We have also started to augment orientation and thinking with crowdsourced cyberintelligence.  One example is  the Waze (owned by Google) mapping direction service like  that uses a computer AI fed by data crowdsourced from our collective smartphones that routes us past traffic slowdowns better than any human.  Similarly, crowdsourced Uber and Lyft cars transport us via the optimal computer-selected car at the push of an app-phone button to wherever we want to be.

The change this Singularity has already wrought is massive.   Politics is almost unrecognizable from 10 years ago.  Cyber-revolutions harnessed the crowdsourced social sentiment of millions via Twitter and Facebook and overturned or rocked governments across the Middle East, Europe and Asia.  In democracies, local issues and national races are now won or lost with personalized multi-way cyberdialogs on a scale unimaginable even ten years ago.   President Obama (who has 60M Twitter followers – almost half the registered voters in the U.S.) is the first President elected because his AI personalized cybercapaign’s collective intelligence outstripped his opponent.

Investment is equally changed with algorithmic trading used in over over 2/3s of all trades.  This has produced new regulation and new kinds of market failures such as the “flash crash.”   However, algorithmic trading may reduce market failures from rogue traders such as Jerome Kerviel who bankrupted French bank Soc. Gen. and honest human errors such as LTCM which the Fed. bailed out to avoid a global market meltdown.  A more  autonomous evolution is “Cyborg finance” is emerging which is causing concerns about feedback loops where computers create, consume and analyze information in a feedback loop that could go awry.

In the commerce sector, the humint of crowdfunding platforms Kickstarter  enable technologies like CAD and 3D printing to bring the best ideas to reality in a way that lets individuals and small companies compete against corporations thousands of times larger.  These range from Pebble, the first smart app-watch in 2012 to a remarkable bee hive – both of which raised over $10M in crowdfunding and are now reality.

This Gibsonian Singularity remains subject to commercial and political pressures because it is costly, profitable and powerful.  Governments that understand that a crowdsourced Singularity can turn the table on oligarchic power and seek to pre-empt that.  China, (and more recently Russia) has, for this reason, replaced uncensored social media like Twitter, Facebook, Youtube, and WhatsApp with state censored equivalents in a “1984” version of the Singularity :  Weibo, RenrenYouku, and WeChat allow China’s government to spy on its population and manipulate popular opinion to ensure support of the state.   Yet humans have used technology to work around this manipulation via wifi-based peer-to-peer messaging apps like Firechat and that cannot be easily blocked or tracked by governments.  Firechat powered the Iraqi, Turkish and Hong Kong uprisings when cellular networks and social media were shut down by governments.  BitTorrent’s (internet based) peer-to-peer Bleep messaging app. may pass WeChat in general use.
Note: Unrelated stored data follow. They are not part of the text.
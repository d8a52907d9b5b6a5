//! Category types for product organization.

use crate::ids::CategoryId;
use serde::{Deserialize, Serialize};

/// A product category. The slug doubles as filter key and route segment.
#[derive(Debug, Clone, Serialize, Deserialize, PartialEq)]
pub struct Category {
    /// Unique category identifier.
    pub id: CategoryId,
    /// Display name.
    pub name: String,
    /// URL-friendly slug.
    pub slug: String,
    /// Category description.
    #[serde(default, skip_serializing_if = "Option::is_none")]
    pub description: Option<String>,
    /// Category image URL.
    #[serde(default, skip_serializing_if = "Option::is_none")]
    pub image: Option<String>,
}

impl Category {
    /// Create a new category.
    pub fn new(id: impl Into<CategoryId>, name: impl Into<String>, slug: impl Into<String>) -> Self {
        Self {
            id: id.into(),
            name: name.into(),
            slug: slug.into(),
            description: None,
            image: None,
        }
    }

    /// Storefront route for this category.
    pub fn path(&self) -> String {
        format!("/shop/{}", self.slug)
    }
}

#[cfg(test)]
mod tests {
    use super::*;

    #[test]
    fn test_category() {
        let cat = Category::new("1", "Silk Hijabs", "silk-hijabs");
        assert_eq!(cat.path(), "/shop/silk-hijabs");
        assert!(cat.description.is_none());
    }

    #[test]
    fn test_optional_fields_deserialize() {
        let cat: Category =
            serde_json::from_str(r#"{"id":"2","name":"Cotton","slug":"cotton-hijabs"}"#).unwrap();
        assert_eq!(cat.slug, "cotton-hijabs");
        assert!(cat.image.is_none());
    }
}
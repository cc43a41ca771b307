//! Annotation request and result types.
//!
//! These types cross every boundary in the workspace: the core handler
//! builds requests, the client crate turns them into URLs, and the adapters
//! render the resulting [`Annotation`].

use serde::{Deserialize, Serialize};

/// Separator the annotation service places between neighbour entries.
pub const LINE_BREAK: &str = "<br/>";

/// How the annotation service should interpret the submitted text.
#[derive(Debug, Clone, Copy, Default, PartialEq, Eq, Serialize, Deserialize)]
#[serde(rename_all = "lowercase")]
pub enum AnnotationMode {
    /// Nearest words to the word marked with asterisks (`John *likes* Mary`).
    #[default]
    Word,
    /// Nearest sentences to the whole text.
    Sentence,
}

impl AnnotationMode {
    /// Flip between word and sentence mode.
    #[must_use]
    pub const fn toggled(self) -> Self {
        match self {
            Self::Word => Self::Sentence,
            Self::Sentence => Self::Word,
        }
    }
}

impl std::fmt::Display for AnnotationMode {
    fn fmt(&self, f: &mut std::fmt::Formatter<'_>) -> std::fmt::Result {
        match self {
            Self::Word => f.write_str("word"),
            Self::Sentence => f.write_str("sentence"),
        }
    }
}

/// A single request to the annotation service.
///
/// The text is carried verbatim. Escaping happens only when a URL is built.
#[derive(Debug, Clone, PartialEq, Eq)]
pub struct AnnotationRequest {
    /// Raw text as read from the input field
    pub text: String,
    /// Word or sentence lookup
    pub mode: AnnotationMode,
}

impl AnnotationRequest {
    /// Create a word-mode request.
    pub fn new(text: impl Into<String>) -> Self {
        Self {
            text: text.into(),
            mode: AnnotationMode::Word,
        }
    }

    /// Set the lookup mode.
    #[must_use]
    pub const fn with_mode(mut self, mode: AnnotationMode) -> Self {
        self.mode = mode;
        self
    }

    /// The word wrapped in asterisks, if the text marks one.
    ///
    /// `"John *likes* Mary"` yields `Some("likes")`. An unterminated or empty
    /// marker yields `None`.
    pub fn marked_word(&self) -> Option<&str> {
        let mut parts = self.text.splitn(3, '*');
        let _before = parts.next()?;
        let word = parts.next()?;
        parts.next()?;
        let word = word.trim();
        (!word.is_empty()).then_some(word)
    }
}

/// Result of an annotation: one entry per output region.
#[derive(Debug, Clone, Default, PartialEq, Eq, Serialize, Deserialize)]
pub struct Annotation {
    /// Neighbours in the syntactic subspace (`out-text`)
    pub syntax: String,
    /// Neighbours in the raw embedding space (`out-text-baseline`)
    pub baseline: String,
}

impl Annotation {
    /// Create an annotation from its two parts.
    pub fn new(syntax: impl Into<String>, baseline: impl Into<String>) -> Self {
        Self {
            syntax: syntax.into(),
            baseline: baseline.into(),
        }
    }

    /// Syntax neighbours, one per entry.
    pub fn syntax_lines(&self) -> Vec<&str> {
        split_lines(&self.syntax)
    }

    /// Baseline neighbours, one per entry.
    pub fn baseline_lines(&self) -> Vec<&str> {
        split_lines(&self.baseline)
    }
}

fn split_lines(content: &str) -> Vec<&str> {
    if content.is_empty() {
        return Vec::new();
    }
    content.split(LINE_BREAK).collect()
}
These are all indications the messy real-world Singularity is accelerating as Von Neumann predicted.   The next wave will incorporate ubiquitous computing including wearables and massive amounts of new data from billions of Internet of Things (IoT) devices connected by IoT-optimized wireless networks like our portfolio company Iotera. 

The average first world resident has become blithely used to a future that was hardly imaginable just eight years ago when Steve Jobs introduced the iPhone.  His prescient view of the future now encompasses 1B people who are living The Singularity.  Two billion more people are likely to join The Singularity within 10 years.

Reality rarely turns out to be as pure as theory, and William Gibson’s messy vision of a connected humint + computer future may well be how the Singularity plays out vs. a “bright light” moment where computing, by itself, suddenly outstrips humans.   That may turn out to happen, however humans have already become bionically enabled by technology and that will continue with more and more powerful digital tools expanding our own capabilities.

The actors on the stage of history rarely realize the significance of events until they have passed.  If this is so, we are probably already living The Singularity.